Era uma ilusão; agora é uma mentira
«Embora o AOLP possa conter imperfeições, constituiu o primeiro instrumento palpável de harmonização
da ortografia da língua portuguesa, após décadas de tentativas frustradas. A sua plena vigência em países como Brasil, Portugal e Cabo Verde deve servir de estímulo ao seu aperfeiçoamento, sempre por meio de ação coordenada dos Estados membros da CPLP e com a participação da sociedade civil de nossos países» («O Brasil e o Acordo Ortográfico da Língua Portuguesa», Mário Vilalva, Público, 9.02.2016, p. 40).
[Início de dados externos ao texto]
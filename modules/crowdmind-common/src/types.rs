use std::fmt;

use chrono::{DateTime, Utc};
use serde::{Deserialize, Serialize};

// --- Identifiers ---

/// Opaque thread identifier, owned by the thread store.
#[derive(Debug, Clone, PartialEq, Eq, Hash, PartialOrd, Ord, Serialize, Deserialize)]
#[serde(transparent)]
pub struct ThreadId(String);

impl ThreadId {
    pub fn new(id: impl Into<String>) -> Self {
        Self(id.into())
    }

    pub fn as_str(&self) -> &str {
        &self.0
    }
}

impl fmt::Display for ThreadId {
    fn fmt(&self, f: &mut fmt::Formatter<'_>) -> fmt::Result {
        f.write_str(&self.0)
    }
}

impl From<&str> for ThreadId {
    fn from(id: &str) -> Self {
        Self::new(id)
    }
}

impl From<String> for ThreadId {
    fn from(id: String) -> Self {
        Self(id)
    }
}

// --- Queue ---

/// One comment waiting for batch analysis. Immutable once created.
#[derive(Debug, Clone, PartialEq, Serialize, Deserialize)]
pub struct QueueEntry {
    /// Position of the comment in the thread's comment sequence at enqueue time.
    pub comment_index: usize,
    pub text: String,
    pub enqueued_at: DateTime<Utc>,
}

impl QueueEntry {
    pub fn new(comment_index: usize, text: impl Into<String>) -> Self {
        Self {
            comment_index,
            text: text.into(),
            enqueued_at: Utc::now(),
        }
    }

    pub fn at(comment_index: usize, text: impl Into<String>, enqueued_at: DateTime<Utc>) -> Self {
        Self {
            comment_index,
            text: text.into(),
            enqueued_at,
        }
    }
}

/// Result of handing a comment to the queue. `queued` is false when the
/// comment's index was not past the newest queued one.
#[derive(Debug, Clone, Copy, PartialEq, Eq, Serialize, Deserialize)]
pub struct EnqueueOutcome {
    pub queued: bool,
    pub queue_size: usize,
}

// --- Analysis ---

#[derive(Debug, Clone, Copy, Default, PartialEq, Eq, Serialize, Deserialize)]
#[serde(rename_all = "lowercase")]
pub enum AnalysisStatus {
    #[default]
    Pending,
    Completed,
    Failed,
}

impl AnalysisStatus {
    pub fn is_terminal(self) -> bool {
        !matches!(self, AnalysisStatus::Pending)
    }
}

#[derive(Debug, Clone, Copy, PartialEq, Eq, Serialize, Deserialize)]
#[serde(rename_all = "lowercase")]
pub enum FactualAccuracy {
    Verified,
    Disputed,
    Unverifiable,
}

impl FactualAccuracy {
    /// Case-insensitive match; anything unrecognised is `Unverifiable`.
    pub fn normalize(raw: Option<&str>) -> Self {
        match raw.map(|s| s.trim().to_ascii_lowercase()).as_deref() {
            Some("verified") => FactualAccuracy::Verified,
            Some("disputed") => FactualAccuracy::Disputed,
            _ => FactualAccuracy::Unverifiable,
        }
    }

    pub fn as_str(self) -> &'static str {
        match self {
            FactualAccuracy::Verified => "verified",
            FactualAccuracy::Disputed => "disputed",
            FactualAccuracy::Unverifiable => "unverifiable",
        }
    }
}

/// Analysis attached to a single comment. Created pending, overwritten by
/// either analysis path, never deleted.
#[derive(Debug, Clone, Default, PartialEq, Serialize, Deserialize)]
pub struct CommentAnalysis {
    /// 1-100, absent until relevance has been scored.
    pub relevance_score: Option<u8>,
    pub relevance_status: AnalysisStatus,
    pub fact_check_status: AnalysisStatus,
    pub has_factual_claims: bool,
    pub factual_accuracy: Option<FactualAccuracy>,
    pub notes: String,
}

impl CommentAnalysis {
    pub fn is_complete(&self) -> bool {
        self.relevance_status.is_terminal() && self.fact_check_status.is_terminal()
    }

    /// Record a terminal failure on both sub-checks, keeping any score already set.
    pub fn mark_failed(&mut self, notes: impl Into<String>) {
        self.relevance_status = AnalysisStatus::Failed;
        self.fact_check_status = AnalysisStatus::Failed;
        self.notes = notes.into();
    }
}

// --- Threads ---

#[derive(Debug, Clone, PartialEq, Serialize, Deserialize)]
pub struct Comment {
    pub author: Option<String>,
    pub username: String,
    pub text: String,
    pub created_at: DateTime<Utc>,
    #[serde(default)]
    pub analysis: CommentAnalysis,
}

impl Comment {
    pub fn new(username: impl Into<String>, text: impl Into<String>) -> Self {
        Self {
            author: None,
            username: username.into(),
            text: text.into(),
            created_at: Utc::now(),
            analysis: CommentAnalysis::default(),
        }
    }
}

/// The subset of a forum thread the moderation core reads and writes.
/// Only `comments[i].analysis` and the summary fields are ever mutated here.
#[derive(Debug, Clone, PartialEq, Serialize, Deserialize)]
pub struct Thread {
    pub id: ThreadId,
    pub title: String,
    #[serde(default)]
    pub description: String,
    #[serde(default)]
    pub tags: Vec<String>,
    pub summary: Option<String>,
    pub context: Option<String>,
    pub last_summary_update: Option<DateTime<Utc>>,
    #[serde(default)]
    pub comments: Vec<Comment>,
}

impl Thread {
    pub fn new(id: impl Into<ThreadId>, title: impl Into<String>) -> Self {
        Self {
            id: id.into(),
            title: title.into(),
            description: String::new(),
            tags: Vec::new(),
            summary: None,
            context: None,
            last_summary_update: None,
            comments: Vec::new(),
        }
    }

    /// Append a comment and return its stable index.
    pub fn push_comment(&mut self, comment: Comment) -> usize {
        self.comments.push(comment);
        self.comments.len() - 1
    }
}

// --- Profiles ---

/// Per-author aggregate moderation metrics.
#[derive(Debug, Clone, Default, PartialEq, Serialize, Deserialize)]
pub struct ProfileScores {
    pub total_posts: u64,
    pub avg_toxicity: f64,
    pub avg_bias: f64,
    /// Leaderboard mirror of `avg_toxicity`.
    pub toxicity_score: f64,
    /// Leaderboard mirror of `avg_bias`.
    pub bias_score: f64,
}

#[derive(Debug, Clone, PartialEq, Serialize, Deserialize)]
pub struct Profile {
    pub user_id: String,
    pub username: String,
    #[serde(default)]
    pub scores: ProfileScores,
}

impl Profile {
    pub fn new(user_id: impl Into<String>, username: impl Into<String>) -> Self {
        Self {
            user_id: user_id.into(),
            username: username.into(),
            scores: ProfileScores::default(),
        }
    }
}

#[cfg(test)]
mod tests {
    use super::*;

    #[test]
    fn factual_accuracy_normalizes_case_and_unknowns() {
        assert_eq!(
            FactualAccuracy::normalize(Some("Verified")),
            FactualAccuracy::Verified
        );
        assert_eq!(
            FactualAccuracy::normalize(Some(" DISPUTED ")),
            FactualAccuracy::Disputed
        );
        assert_eq!(
            FactualAccuracy::normalize(Some("probably true")),
            FactualAccuracy::Unverifiable
        );
        assert_eq!(FactualAccuracy::normalize(None), FactualAccuracy::Unverifiable);
    }

    #[test]
    fn new_analysis_is_pending() {
        let analysis = CommentAnalysis::default();
        assert_eq!(analysis.relevance_status, AnalysisStatus::Pending);
        assert_eq!(analysis.fact_check_status, AnalysisStatus::Pending);
        assert!(!analysis.is_complete());
        assert!(analysis.relevance_score.is_none());
    }

    #[test]
    fn mark_failed_is_terminal_on_both_fields() {
        let mut analysis = CommentAnalysis::default();
        analysis.mark_failed("Analysis failed");
        assert!(analysis.is_complete());
        assert_eq!(analysis.relevance_status, AnalysisStatus::Failed);
        assert_eq!(analysis.fact_check_status, AnalysisStatus::Failed);
        assert_eq!(analysis.notes, "Analysis failed");
    }

    #[test]
    fn analysis_status_serializes_lowercase() {
        let json = serde_json::to_string(&AnalysisStatus::Completed).unwrap();
        assert_eq!(json, "\"completed\"");
    }

    #[test]
    fn push_comment_returns_stable_index() {
        let mut thread = Thread::new("t1", "Title");
        assert_eq!(thread.push_comment(Comment::new("a", "first")), 0);
        assert_eq!(thread.push_comment(Comment::new("b", "second")), 1);
    }
}
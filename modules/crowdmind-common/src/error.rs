use thiserror::Error;

use crate::types::ThreadId;

#[derive(Error, Debug)]
pub enum ModerationError {
    /// The durable queue backend could not be reached.
    #[error("Queue backend error: {0}")]
    Backend(String),

    #[error("Analysis service error: {0}")]
    ExternalService(String),

    #[error("Malformed analysis response: {0}")]
    MalformedResponse(String),

    #[error("Thread {0} not found")]
    ThreadNotFound(ThreadId),

    #[error("Profile for user {0} not found")]
    ProfileNotFound(String),

    #[error("Comment index {index} out of range for thread {thread_id} ({len} comments)")]
    CommentIndexMismatch {
        thread_id: ThreadId,
        index: usize,
        len: usize,
    },

    #[error("Configuration error: {0}")]
    Config(String),

    #[error(transparent)]
    Anyhow(#[from] anyhow::Error),
}
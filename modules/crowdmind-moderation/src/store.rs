// Collaborator contracts for the forum's persistent stores.
//
// The moderation core only reads threads/profiles and writes back
// `comments[i].analysis`, the summary fields, and `ProfileScores`.

use anyhow::Result;
use async_trait::async_trait;

use crowdmind_common::{Profile, Thread, ThreadId};

#[async_trait]
pub trait ThreadStore: Send + Sync {
    async fn find_thread(&self, id: &ThreadId) -> Result<Option<Thread>>;

    async fn save_thread(&self, thread: &Thread) -> Result<()>;
}

#[async_trait]
pub trait ProfileStore: Send + Sync {
    async fn find_profile(&self, user_id: &str) -> Result<Option<Profile>>;

    async fn save_profile(&self, profile: &Profile) -> Result<()>;
}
Para o senhor embaixador do Brasil, não é facto assente que o acordo contém imperfeições. No entanto, para o caso de ser como se diz, tem a solução ideal: apliquem-no e depois falamos. É como se um novo medicamento fosse administrado logo à partida em doentes, sem prévia fase de experimentação. Quem quer trocar uma ortografia estável, com problemas e incongruências que se podem resolver com uma pequena reforma, por um esboço mal pensado de uma ortografia que não alcança o principal objectivo (embora utópico) que a podia legitimar, a harmonização? Ainda que o AO90 fosse esse mirífico «primeiro instrumento palpável de harmonização
da ortografia», o que sempre foi uma ilusão e, agora, repetido, uma descarada mentira, faltava saber se isso era desejável. Se a diversidade é boa para tudo o mais, porque não o será para a ortografia? O caminho é esse, a diversidade, que, de qualquer modo, já existe quanto à sintaxe, ao vocabulário, à própria realidade a que a língua se refere. Deixem cada país seguir o seu caminho.